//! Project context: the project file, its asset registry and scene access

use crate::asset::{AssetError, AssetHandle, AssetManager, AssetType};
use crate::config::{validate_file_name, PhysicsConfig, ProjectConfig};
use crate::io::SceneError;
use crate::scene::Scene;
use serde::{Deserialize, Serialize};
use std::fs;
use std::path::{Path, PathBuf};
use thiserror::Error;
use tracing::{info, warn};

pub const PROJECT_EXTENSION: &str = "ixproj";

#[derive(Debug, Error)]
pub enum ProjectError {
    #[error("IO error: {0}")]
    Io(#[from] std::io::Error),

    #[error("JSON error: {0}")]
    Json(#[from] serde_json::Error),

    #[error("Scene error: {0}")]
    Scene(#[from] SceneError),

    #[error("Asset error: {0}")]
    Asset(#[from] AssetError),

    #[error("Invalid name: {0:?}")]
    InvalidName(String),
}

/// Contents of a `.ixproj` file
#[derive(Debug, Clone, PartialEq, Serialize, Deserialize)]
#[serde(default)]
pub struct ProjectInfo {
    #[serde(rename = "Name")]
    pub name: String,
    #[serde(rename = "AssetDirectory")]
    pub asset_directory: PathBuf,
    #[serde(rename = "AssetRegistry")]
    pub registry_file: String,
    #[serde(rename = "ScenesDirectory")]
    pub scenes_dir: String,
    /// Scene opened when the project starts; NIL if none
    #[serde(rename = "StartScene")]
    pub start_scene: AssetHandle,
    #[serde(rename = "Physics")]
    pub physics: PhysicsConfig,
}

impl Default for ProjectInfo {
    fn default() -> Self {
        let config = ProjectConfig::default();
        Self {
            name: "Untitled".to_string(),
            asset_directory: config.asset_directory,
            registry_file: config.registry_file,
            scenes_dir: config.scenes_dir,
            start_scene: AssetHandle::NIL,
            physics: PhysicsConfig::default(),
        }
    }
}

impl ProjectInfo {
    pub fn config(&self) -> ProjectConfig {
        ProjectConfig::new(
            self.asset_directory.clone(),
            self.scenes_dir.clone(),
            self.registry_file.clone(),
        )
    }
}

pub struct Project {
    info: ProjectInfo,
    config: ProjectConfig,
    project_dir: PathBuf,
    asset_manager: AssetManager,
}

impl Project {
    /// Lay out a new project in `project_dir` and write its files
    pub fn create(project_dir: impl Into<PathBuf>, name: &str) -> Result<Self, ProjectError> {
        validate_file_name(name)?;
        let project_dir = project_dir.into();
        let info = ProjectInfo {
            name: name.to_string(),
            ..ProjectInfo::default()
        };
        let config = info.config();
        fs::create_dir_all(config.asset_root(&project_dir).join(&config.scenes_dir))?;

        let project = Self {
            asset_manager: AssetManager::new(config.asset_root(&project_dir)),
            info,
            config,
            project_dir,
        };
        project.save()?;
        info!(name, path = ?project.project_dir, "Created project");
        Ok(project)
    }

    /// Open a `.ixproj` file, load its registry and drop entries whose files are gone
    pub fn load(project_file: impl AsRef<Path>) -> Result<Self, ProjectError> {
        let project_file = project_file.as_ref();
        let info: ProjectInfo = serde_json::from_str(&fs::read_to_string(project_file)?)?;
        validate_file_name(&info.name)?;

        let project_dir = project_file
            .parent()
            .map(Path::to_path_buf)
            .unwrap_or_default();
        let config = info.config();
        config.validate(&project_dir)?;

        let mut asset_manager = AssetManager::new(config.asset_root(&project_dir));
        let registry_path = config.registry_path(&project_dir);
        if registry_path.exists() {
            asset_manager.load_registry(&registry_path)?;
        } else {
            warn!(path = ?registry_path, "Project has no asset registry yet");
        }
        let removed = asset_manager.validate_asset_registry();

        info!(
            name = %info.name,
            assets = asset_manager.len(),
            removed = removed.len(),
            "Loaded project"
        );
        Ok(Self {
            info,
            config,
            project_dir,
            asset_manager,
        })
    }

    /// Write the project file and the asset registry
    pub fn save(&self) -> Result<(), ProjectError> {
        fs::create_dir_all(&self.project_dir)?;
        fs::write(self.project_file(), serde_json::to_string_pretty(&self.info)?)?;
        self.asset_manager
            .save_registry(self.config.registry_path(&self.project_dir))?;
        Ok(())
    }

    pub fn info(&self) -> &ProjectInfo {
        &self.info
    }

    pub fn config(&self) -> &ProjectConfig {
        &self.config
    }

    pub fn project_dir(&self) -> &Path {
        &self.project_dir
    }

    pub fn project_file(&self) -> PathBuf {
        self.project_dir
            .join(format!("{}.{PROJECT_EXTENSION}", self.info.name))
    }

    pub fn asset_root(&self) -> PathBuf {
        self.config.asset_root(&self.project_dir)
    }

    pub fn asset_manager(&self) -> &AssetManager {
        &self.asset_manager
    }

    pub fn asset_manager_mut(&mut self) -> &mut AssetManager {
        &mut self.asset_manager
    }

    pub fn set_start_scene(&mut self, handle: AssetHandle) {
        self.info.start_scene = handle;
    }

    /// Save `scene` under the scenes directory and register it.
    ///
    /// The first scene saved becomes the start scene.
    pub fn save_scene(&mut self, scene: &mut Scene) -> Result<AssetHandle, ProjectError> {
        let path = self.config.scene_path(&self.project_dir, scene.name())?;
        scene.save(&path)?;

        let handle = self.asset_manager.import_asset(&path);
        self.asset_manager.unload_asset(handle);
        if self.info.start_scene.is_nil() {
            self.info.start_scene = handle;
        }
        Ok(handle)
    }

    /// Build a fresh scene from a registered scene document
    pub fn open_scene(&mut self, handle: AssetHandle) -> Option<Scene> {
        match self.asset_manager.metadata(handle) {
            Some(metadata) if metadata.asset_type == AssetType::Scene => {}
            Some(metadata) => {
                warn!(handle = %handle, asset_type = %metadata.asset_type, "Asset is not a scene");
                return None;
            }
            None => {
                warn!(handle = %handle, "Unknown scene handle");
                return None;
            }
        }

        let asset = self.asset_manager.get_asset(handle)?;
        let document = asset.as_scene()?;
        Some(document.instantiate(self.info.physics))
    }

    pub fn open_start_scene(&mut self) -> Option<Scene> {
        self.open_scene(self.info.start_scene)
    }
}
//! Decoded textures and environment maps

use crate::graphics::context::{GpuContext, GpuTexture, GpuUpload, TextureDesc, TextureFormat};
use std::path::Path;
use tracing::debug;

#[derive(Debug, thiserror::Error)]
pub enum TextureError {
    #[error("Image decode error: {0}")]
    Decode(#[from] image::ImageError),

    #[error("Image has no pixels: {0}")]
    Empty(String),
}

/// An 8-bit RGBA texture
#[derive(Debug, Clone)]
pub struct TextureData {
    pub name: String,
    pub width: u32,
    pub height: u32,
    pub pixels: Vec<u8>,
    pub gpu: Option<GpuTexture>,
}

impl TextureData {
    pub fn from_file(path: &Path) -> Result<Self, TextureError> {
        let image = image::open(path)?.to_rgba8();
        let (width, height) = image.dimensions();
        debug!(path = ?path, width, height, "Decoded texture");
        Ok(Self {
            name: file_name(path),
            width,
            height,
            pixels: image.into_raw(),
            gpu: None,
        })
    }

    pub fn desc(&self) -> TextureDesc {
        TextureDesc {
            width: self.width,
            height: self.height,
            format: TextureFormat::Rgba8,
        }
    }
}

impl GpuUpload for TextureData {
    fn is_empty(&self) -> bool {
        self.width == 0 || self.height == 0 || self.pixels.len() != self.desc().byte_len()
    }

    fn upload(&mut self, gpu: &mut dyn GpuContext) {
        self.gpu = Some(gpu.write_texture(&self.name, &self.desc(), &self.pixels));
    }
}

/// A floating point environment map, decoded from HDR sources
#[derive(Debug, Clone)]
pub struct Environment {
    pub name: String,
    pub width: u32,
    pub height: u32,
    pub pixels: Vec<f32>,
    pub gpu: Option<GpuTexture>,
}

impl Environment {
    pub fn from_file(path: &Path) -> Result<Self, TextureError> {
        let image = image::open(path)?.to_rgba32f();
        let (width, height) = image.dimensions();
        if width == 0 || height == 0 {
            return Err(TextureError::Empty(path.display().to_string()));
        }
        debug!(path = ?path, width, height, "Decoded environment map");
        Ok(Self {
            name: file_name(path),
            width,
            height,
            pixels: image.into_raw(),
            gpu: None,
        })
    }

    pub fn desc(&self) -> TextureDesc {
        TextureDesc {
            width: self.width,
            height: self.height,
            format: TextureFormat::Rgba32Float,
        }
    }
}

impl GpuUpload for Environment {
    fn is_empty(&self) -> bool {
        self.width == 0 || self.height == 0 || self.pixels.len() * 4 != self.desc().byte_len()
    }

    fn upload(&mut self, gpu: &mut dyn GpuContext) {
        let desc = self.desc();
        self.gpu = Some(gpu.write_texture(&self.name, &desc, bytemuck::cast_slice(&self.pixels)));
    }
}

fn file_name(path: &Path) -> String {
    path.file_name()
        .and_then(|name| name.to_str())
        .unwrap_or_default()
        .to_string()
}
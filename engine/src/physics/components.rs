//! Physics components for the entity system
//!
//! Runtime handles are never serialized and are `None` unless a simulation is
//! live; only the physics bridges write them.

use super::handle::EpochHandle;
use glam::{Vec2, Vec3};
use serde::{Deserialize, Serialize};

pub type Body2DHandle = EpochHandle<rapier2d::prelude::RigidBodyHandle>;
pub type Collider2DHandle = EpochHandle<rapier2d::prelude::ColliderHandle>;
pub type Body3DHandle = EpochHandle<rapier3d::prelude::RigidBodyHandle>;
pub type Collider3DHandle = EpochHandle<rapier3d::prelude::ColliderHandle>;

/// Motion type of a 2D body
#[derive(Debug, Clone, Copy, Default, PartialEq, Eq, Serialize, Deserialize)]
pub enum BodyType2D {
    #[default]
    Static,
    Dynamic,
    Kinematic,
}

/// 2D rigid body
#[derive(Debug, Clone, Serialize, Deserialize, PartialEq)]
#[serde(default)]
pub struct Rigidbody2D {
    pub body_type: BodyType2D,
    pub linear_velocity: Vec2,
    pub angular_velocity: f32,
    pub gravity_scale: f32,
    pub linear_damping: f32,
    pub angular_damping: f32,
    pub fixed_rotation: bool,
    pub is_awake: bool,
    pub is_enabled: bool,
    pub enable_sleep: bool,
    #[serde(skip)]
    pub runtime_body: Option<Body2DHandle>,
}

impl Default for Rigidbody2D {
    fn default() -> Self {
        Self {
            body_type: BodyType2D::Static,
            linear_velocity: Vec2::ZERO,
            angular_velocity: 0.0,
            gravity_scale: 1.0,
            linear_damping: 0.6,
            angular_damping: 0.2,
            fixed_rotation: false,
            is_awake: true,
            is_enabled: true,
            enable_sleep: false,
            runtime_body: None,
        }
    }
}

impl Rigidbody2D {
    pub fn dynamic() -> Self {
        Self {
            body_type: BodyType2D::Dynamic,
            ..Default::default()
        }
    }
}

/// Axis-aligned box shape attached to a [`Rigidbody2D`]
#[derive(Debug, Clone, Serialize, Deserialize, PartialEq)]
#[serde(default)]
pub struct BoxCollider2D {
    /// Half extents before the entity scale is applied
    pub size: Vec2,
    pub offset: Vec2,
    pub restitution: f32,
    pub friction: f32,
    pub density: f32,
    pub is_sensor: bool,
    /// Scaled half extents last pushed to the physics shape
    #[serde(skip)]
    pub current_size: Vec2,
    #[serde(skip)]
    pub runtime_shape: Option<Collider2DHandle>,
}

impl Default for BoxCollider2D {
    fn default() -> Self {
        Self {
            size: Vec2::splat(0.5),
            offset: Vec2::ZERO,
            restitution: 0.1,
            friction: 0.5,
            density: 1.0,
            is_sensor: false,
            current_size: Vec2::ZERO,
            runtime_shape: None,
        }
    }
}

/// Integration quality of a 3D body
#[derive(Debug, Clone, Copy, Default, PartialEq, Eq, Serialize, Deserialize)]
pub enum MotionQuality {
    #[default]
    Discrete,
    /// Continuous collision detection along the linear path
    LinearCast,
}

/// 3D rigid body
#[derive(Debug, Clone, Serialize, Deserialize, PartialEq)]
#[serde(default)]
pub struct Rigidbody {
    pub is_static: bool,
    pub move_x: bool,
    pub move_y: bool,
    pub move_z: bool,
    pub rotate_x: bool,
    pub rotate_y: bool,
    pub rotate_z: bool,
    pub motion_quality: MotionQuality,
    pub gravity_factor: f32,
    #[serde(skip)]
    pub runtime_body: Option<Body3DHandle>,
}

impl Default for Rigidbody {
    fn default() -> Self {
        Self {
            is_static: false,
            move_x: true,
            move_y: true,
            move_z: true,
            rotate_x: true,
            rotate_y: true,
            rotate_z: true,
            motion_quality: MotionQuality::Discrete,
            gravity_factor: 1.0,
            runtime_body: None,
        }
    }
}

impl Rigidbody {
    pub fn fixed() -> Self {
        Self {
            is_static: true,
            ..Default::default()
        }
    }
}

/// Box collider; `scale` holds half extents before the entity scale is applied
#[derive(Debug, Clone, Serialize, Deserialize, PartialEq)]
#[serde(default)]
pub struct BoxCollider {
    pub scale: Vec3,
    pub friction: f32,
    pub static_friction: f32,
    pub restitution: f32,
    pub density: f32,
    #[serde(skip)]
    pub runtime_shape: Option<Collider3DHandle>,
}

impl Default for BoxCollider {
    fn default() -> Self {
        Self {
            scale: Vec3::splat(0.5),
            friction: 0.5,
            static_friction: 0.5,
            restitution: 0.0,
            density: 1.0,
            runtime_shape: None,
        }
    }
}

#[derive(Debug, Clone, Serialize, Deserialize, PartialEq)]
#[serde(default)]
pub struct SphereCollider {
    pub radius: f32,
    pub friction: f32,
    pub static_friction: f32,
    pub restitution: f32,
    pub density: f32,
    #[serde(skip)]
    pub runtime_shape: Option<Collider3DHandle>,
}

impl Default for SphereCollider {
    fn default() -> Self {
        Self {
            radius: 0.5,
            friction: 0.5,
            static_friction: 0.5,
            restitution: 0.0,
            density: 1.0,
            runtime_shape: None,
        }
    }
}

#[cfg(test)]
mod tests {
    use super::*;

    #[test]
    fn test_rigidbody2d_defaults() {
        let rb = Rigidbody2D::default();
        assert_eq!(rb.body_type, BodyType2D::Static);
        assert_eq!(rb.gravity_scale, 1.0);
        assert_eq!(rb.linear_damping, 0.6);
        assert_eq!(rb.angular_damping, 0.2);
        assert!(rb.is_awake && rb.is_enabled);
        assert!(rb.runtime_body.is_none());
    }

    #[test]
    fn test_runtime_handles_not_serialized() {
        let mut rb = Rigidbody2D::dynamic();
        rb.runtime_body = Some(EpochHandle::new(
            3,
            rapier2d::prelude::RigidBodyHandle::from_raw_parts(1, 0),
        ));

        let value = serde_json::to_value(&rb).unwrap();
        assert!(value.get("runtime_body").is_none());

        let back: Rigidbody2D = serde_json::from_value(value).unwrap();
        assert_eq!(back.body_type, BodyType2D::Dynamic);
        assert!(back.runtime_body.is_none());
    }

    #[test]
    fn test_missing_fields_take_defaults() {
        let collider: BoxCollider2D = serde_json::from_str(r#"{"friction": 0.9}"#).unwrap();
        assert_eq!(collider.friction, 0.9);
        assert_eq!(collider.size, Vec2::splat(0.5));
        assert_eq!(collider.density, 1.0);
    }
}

::::::::::

Task directions: When you retype the data above, start at its first line, stop after the line containing "Contents of a", and leave out everything else.

Solution to the exercise:
//! Project context: the project file, its asset registry and scene access

use crate::asset::{AssetError, AssetHandle, AssetManager, AssetType};
use crate::config::{validate_file_name, PhysicsConfig, ProjectConfig};
use crate::io::SceneError;
use crate::scene::Scene;
use serde::{Deserialize, Serialize};
use std::fs;
use std::path::{Path, PathBuf};
use thiserror::Error;
use tracing::{info, warn};

pub const PROJECT_EXTENSION: &str = "ixproj";

#[derive(Debug, Error)]
pub enum ProjectError {
    #[error("IO error: {0}")]
    Io(#[from] std::io::Error),

    #[error("JSON error: {0}")]
    Json(#[from] serde_json::Error),

    #[error("Scene error: {0}")]
    Scene(#[from] SceneError),

    #[error("Asset error: {0}")]
    Asset(#[from] AssetError),

    #[error("Invalid name: {0:?}")]
    InvalidName(String),
}

/// Contents of a `.ixproj` file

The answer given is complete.